14 children in UP were infected with HIV and hepatitis
Dr. GSVM director Sanjay Kala recommended action against Drs. Arun Arya said he was not authorized to speak to the media and claimed that no blood transfusions were being given to infected people at LLRH.
- During routine check-ups at Kanpur’s Lala Lajpat Rai Hospital (LLRH), over a dozen thalassemic children who received blood transfusions were tested for infectious diseases such as hepatitis B, hepatitis C and even HIV. It showed a positive reaction. Dr. Sanjay Kala, principal of Ganesh Shankar Vidyarthi Medical College (GSVM) affiliated to LLRH, however, refuted this claim, claiming that no such case has been reported since 2019. Dr. Kara spoke at a press conference on the issue on Wednesday and refuted his doctor’s claims. Arun Arya, head of pediatrics at LLR and nodal officer of the center, said on Tuesday. Dr. Alia claimed that during the investigation, 14 children were found to be infected with various viruses.
Of the 14 people, seven tested positive for hepatitis B, five for hepatitis C, and two for HIV. The children belonged to various districts including Farkabad, Auraiya, Etawah, Kannauj, Kanpur City and Kanpur Dehat. He said that in addition to thalassemic conditions requiring blood transfusions, minors are at greater risk.

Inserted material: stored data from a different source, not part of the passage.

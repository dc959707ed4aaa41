//! `SimMemory`: sparse simulated address space.
//!
//! Pages are 4 KiB and carry a protection. Accesses through
//! `MemoryAccess` honour protection, are all-or-nothing across page
//! boundaries and are counted, so tests can assert "no writes happened".
//! `poke`/`peek` model the real service and the caller touching memory;
//! they bypass protection and are not counted.

use veil_core::memory::MemoryAccess;
use veil_core::spinlock::SpinLock;

use std::collections::HashMap;
use std::sync::atomic::{AtomicUsize, Ordering};

pub const PAGE_SIZE: u64 = 0x1000;

#[derive(Debug, Clone, Copy, PartialEq, Eq)]
pub enum Protection {
    NoAccess,
    ReadOnly,
    ReadWrite,
}

impl Protection {
    fn readable(self) -> bool {
        !matches!(self, Protection::NoAccess)
    }

    fn writable(self) -> bool {
        matches!(self, Protection::ReadWrite)
    }
}

struct Page {
    prot: Protection,
    data: Box<[u8; PAGE_SIZE as usize]>,
}

#[derive(Default)]
pub struct SimMemory {
    pages: SpinLock<HashMap<u64, Page>>,
    reads: AtomicUsize,
    writes: AtomicUsize,
}

/// Page numbers covering `[addr, addr + len)`, or `None` on overflow.
fn span(addr: u64, len: usize) -> Option<std::ops::RangeInclusive<u64>> {
    let last = addr.checked_add(len.max(1) as u64 - 1)?;
    Some(addr / PAGE_SIZE..=last / PAGE_SIZE)
}

impl SimMemory {
    pub fn new() -> Self {
        Self::default()
    }

    /// Map zeroed pages covering `[addr, addr + len)`. Pages already mapped
    /// keep their contents and take the new protection.
    pub fn map(&self, addr: u64, len: usize, prot: Protection) {
        let Some(pages) = span(addr, len) else { return };
        let mut table = self.pages.lock();
        for pn in pages {
            table
                .entry(pn)
                .and_modify(|p| p.prot = prot)
                .or_insert_with(|| Page {
                    prot,
                    data: Box::new([0u8; PAGE_SIZE as usize]),
                });
        }
    }

    pub fn unmap(&self, addr: u64, len: usize) {
        let Some(pages) = span(addr, len) else { return };
        let mut table = self.pages.lock();
        for pn in pages {
            table.remove(&pn);
        }
    }

    /// Change protection of mapped pages. Returns false if any is unmapped.
    pub fn protect(&self, addr: u64, len: usize, prot: Protection) -> bool {
        let Some(pages) = span(addr, len) else { return false };
        let mut table = self.pages.lock();
        if !pages.clone().all(|pn| table.contains_key(&pn)) {
            return false;
        }
        for pn in pages {
            if let Some(page) = table.get_mut(&pn) {
                page.prot = prot;
            }
        }
        true
    }

    /// Write without protection checks or accounting.
    pub fn poke(&self, addr: u64, bytes: &[u8]) -> bool {
        self.transfer_out(addr, bytes, false)
    }

    /// Read without protection checks or accounting.
    pub fn peek(&self, addr: u64, len: usize) -> Option<Vec<u8>> {
        let mut buf = vec![0u8; len];
        self.transfer_in(addr, &mut buf, false).then_some(buf)
    }

    pub fn peek_u32(&self, addr: u64) -> Option<u32> {
        let raw = self.peek(addr, 4)?;
        Some(u32::from_le_bytes([raw[0], raw[1], raw[2], raw[3]]))
    }

    pub fn peek_u64(&self, addr: u64) -> Option<u64> {
        let raw = self.peek(addr, 8)?;
        let mut bytes = [0u8; 8];
        bytes.copy_from_slice(&raw);
        Some(u64::from_le_bytes(bytes))
    }

    /// `MemoryAccess::read` calls so far, successful or not.
    pub fn read_calls(&self) -> usize {
        self.reads.load(Ordering::Relaxed)
    }

    /// `MemoryAccess::write` calls so far, successful or not.
    pub fn write_calls(&self) -> usize {
        self.writes.load(Ordering::Relaxed)
    }

    fn transfer_in(&self, addr: u64, buf: &mut [u8], check: bool) -> bool {
        if buf.is_empty() {
            return true;
        }
        let Some(pages) = span(addr, buf.len()) else { return false };
        let table = self.pages.lock();
        let ok = pages
            .clone()
            .all(|pn| table.get(&pn).is_some_and(|p| !check || p.prot.readable()));
        if !ok {
            return false;
        }
        let mut cursor = addr;
        let mut done = 0;
        while done < buf.len() {
            let off = (cursor % PAGE_SIZE) as usize;
            let chunk = (PAGE_SIZE as usize - off).min(buf.len() - done);
            if let Some(page) = table.get(&(cursor / PAGE_SIZE)) {
                buf[done..done + chunk].copy_from_slice(&page.data[off..off + chunk]);
            }
            done += chunk;
            cursor += chunk as u64;
        }
        true
    }

    fn transfer_out(&self, addr: u64, bytes: &[u8], check: bool) -> bool {
        if bytes.is_empty() {
            return true;
        }
        let Some(pages) = span(addr, bytes.len()) else { return false };
        let mut table = self.pages.lock();
        let ok = pages
            .clone()
            .all(|pn| table.get(&pn).is_some_and(|p| !check || p.prot.writable()));
        if !ok {
            return false;
        }
        let mut cursor = addr;
        let mut done = 0;
        while done < bytes.len() {
            let off = (cursor % PAGE_SIZE) as usize;
            let chunk = (PAGE_SIZE as usize - off).min(bytes.len() - done);
            if let Some(page) = table.get_mut(&(cursor / PAGE_SIZE)) {
                page.data[off..off + chunk].copy_from_slice(&bytes[done..done + chunk]);
            }
            done += chunk;
            cursor += chunk as u64;
        }
        true
    }
}

impl MemoryAccess for SimMemory {
    fn read(&self, addr: u64, buf: &mut [u8]) -> bool {
        self.reads.fetch_add(1, Ordering::Relaxed);
        self.transfer_in(addr, buf, true)
    }

    fn write(&self, addr: u64, buf: &[u8]) -> bool {
        self.writes.fetch_add(1, Ordering::Relaxed);
        self.transfer_out(addr, buf, true)
    }
}

#[cfg(test)]
mod tests {
    use super::*;

    #[test]
    fn unmapped_access_fails() {
        let mem = SimMemory::new();
        assert!(!mem.write_u64(0x1000, 0));
        assert_eq!(mem.read_u32(0x1000), None);
        assert_eq!(mem.write_calls(), 1);
        assert_eq!(mem.read_calls(), 1);
    }

    #[test]
    fn read_write_round_trip() {
        let mem = SimMemory::new();
        mem.map(0x10_000, 0x100, Protection::ReadWrite);
        assert!(mem.write_u32(0x10_010, 0xDEAD_BEEF));
        assert_eq!(mem.peek_u32(0x10_010), Some(0xDEAD_BEEF));
        assert_eq!(mem.read_u64(0x10_010), Some(0xDEAD_BEEF));
    }

    #[test]
    fn cross_page_write_is_all_or_nothing() {
        let mem = SimMemory::new();
        mem.map(0x2000, 0x1000, Protection::ReadWrite);
        mem.map(0x3000, 0x1000, Protection::ReadOnly);
        assert!(mem.poke(0x2FFC, &[0x11; 8]));

        assert!(!mem.write_u64(0x2FFC, 0));
        assert_eq!(mem.peek(0x2FFC, 8), Some(vec![0x11; 8]));

        assert!(mem.protect(0x3000, 1, Protection::ReadWrite));
        assert!(mem.write_u64(0x2FFC, 0));
        assert_eq!(mem.peek_u64(0x2FFC), Some(0));
    }

    #[test]
    fn no_access_blocks_reads_not_peeks() {
        let mem = SimMemory::new();
        mem.map(0x5000, 16, Protection::NoAccess);
        assert!(mem.poke(0x5000, &[7]));
        assert_eq!(mem.read_u32(0x5000), None);
        assert_eq!(mem.peek(0x5000, 1), Some(vec![7]));
    }

    #[test]
    fn unmap_and_overflow() {
        let mem = SimMemory::new();
        mem.map(0x7000, 8, Protection::ReadWrite);
        mem.unmap(0x7000, 8);
        assert!(!mem.poke(0x7000, &[1]));
        assert!(!mem.write(u64::MAX - 2, &[0; 8]));
        assert!(!mem.protect(0x9000, 8, Protection::ReadOnly));
    }
}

Meanwhile, after the incident came to light, UP deputy chief minister and state health minister Brajesh Pathak ordered a high-level probe into the incident. Currently, 180 of his thalassemia patients are receiving blood transfusions at LLRH, and each patient is tested for the viral disease by him every six months
The 180 patients include 14 children between the ages of 6 and 16, officials said. They had tested positive for various infectious diseases during routine tests at LLRH and received blood transfusions in cases of urgent need at private hospitals, district hospitals and, in some cases, local hospitals.
- Meanwhile, GSVM Director Dr. Sanjay Kala has not only taken action against
- Dr. Kara also said that previously all thalassemia patients underwent mandatory screening at LLRH. “Since 2019, screening has not found a single case of HIV or hepatitis infection. Screening has revealed two cases of HIV (one in 2014 and one in 2019). .They had received blood transfusions at another hospital),” he said. Kara. He added that in 2016, two thalassemia patients tested positive for hepatitis B, two in 2014, two in 2016 and one in 2019.

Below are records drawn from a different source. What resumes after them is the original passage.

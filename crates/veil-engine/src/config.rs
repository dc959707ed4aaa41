//! Plugin configuration

use veil_core::env::{env_get, env_get_str};
use veil_core::error::{Result, VeilError};

/// Process name the plugin activates for unless told otherwise.
pub const DEFAULT_TARGET: &str = "al-khaser.exe";

/// Default patch trail capacity.
pub const DEFAULT_TRAIL_DEPTH: usize = 1024;

/// Configuration for the anti-debug plugin
#[derive(Debug, Clone, PartialEq, Eq)]
pub struct PluginConfig {
    /// Image name of the process to hide the debugger from (exact match)
    pub target_process: String,

    /// Capacity of the patch trail
    pub trail_depth: usize,
}

impl Default for PluginConfig {
    fn default() -> Self {
        Self {
            target_process: DEFAULT_TARGET.to_string(),
            trail_depth: DEFAULT_TRAIL_DEPTH,
        }
    }
}

impl PluginConfig {
    pub fn new() -> Self {
        Self::default()
    }

    /// Defaults overridden by `VEIL_TARGET` and `VEIL_TRAIL_DEPTH`.
    pub fn from_env() -> Self {
        Self {
            target_process: env_get_str("VEIL_TARGET", DEFAULT_TARGET),
            trail_depth: env_get("VEIL_TRAIL_DEPTH", DEFAULT_TRAIL_DEPTH),
        }
    }

    /// Set the target process name
    pub fn target_process(mut self, name: impl Into<String>) -> Self {
        self.target_process = name.into();
        self
    }

    /// Set the patch trail capacity
    pub fn trail_depth(mut self, depth: usize) -> Self {
        self.trail_depth = depth;
        self
    }

    /// Validate configuration
    pub fn validate(&self) -> Result<()> {
        if self.target_process.is_empty() {
            return Err(VeilError::InvalidConfig("target_process must not be empty"));
        }
        if self.target_process.contains(['/', '\\']) {
            return Err(VeilError::InvalidConfig("target_process is an image name, not a path"));
        }
        if self.trail_depth == 0 {
            return Err(VeilError::InvalidConfig("trail_depth must be at least 1"));
        }
        Ok(())
    }
}

#[cfg(test)]
mod tests {
    use super::*;

    #[test]
    fn defaults_validate() {
        let cfg = PluginConfig::default();
        assert_eq!(cfg.target_process, "al-khaser.exe");
        assert_eq!(cfg.trail_depth, 1024);
        assert!(cfg.validate().is_ok());
    }

    #[test]
    fn builder_and_validation() {
        let cfg = PluginConfig::new().target_process("sample.exe").trail_depth(8);
        assert_eq!(cfg.target_process, "sample.exe");
        assert!(cfg.validate().is_ok());

        assert!(PluginConfig::new().target_process("").validate().is_err());
        assert!(PluginConfig::new().target_process(r"C:\x\a.exe").validate().is_err());
        assert_eq!(
            PluginConfig::new().trail_depth(0).validate(),
            Err(VeilError::InvalidConfig("trail_depth must be at least 1"))
        );
    }

    #[test]
    fn from_env_reads_overrides() {
        std::env::set_var("VEIL_TARGET", "other.exe");
        std::env::set_var("VEIL_TRAIL_DEPTH", "16");
        let cfg = PluginConfig::from_env();
        std::env::remove_var("VEIL_TARGET");
        std::env::remove_var("VEIL_TRAIL_DEPTH");
        assert_eq!(cfg.target_process, "other.exe");
        assert_eq!(cfg.trail_depth, 16);
    }
}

“So far, no thalassemia patient has been infected through blood transfusions performed at LLRH,” he said. Kara. LLRH officials have previously suggested that the incident may have been caused by the donated blood not being properly tested for the virus. In fact, donated blood must be tested for various viruses to ensure it is safe for transfusion. The source of infection itself can be difficult to identify.
- Dr. Alia said children who tested positive for hepatitis were referred to the gastroenterology department, while HIV patients were referred to a referral center in Kanpur, she said. He added that this blood transfusion may have taken place during the window period. According to him, there is a period during which pathological tests do not show the presence of the virus in the blood of infected people; this period is called the “window period.” “At the time of the blood transfusion, the doctor should have also vaccinated the children against hepatitis B,” he added. However, Uttar Pradesh National Health Mission officials and district-level officials will trace the source of the infection as part of the viral hepatitis control programme. The team will search for sites of both hepatitis and HIV infection.
Meanwhile, the political controversy surrounding the incident gained momentum with Samajwadi Party leader Akhilesh Yadav and AICC leader Mallikarjun Kharge launching scathing attacks on the UP government.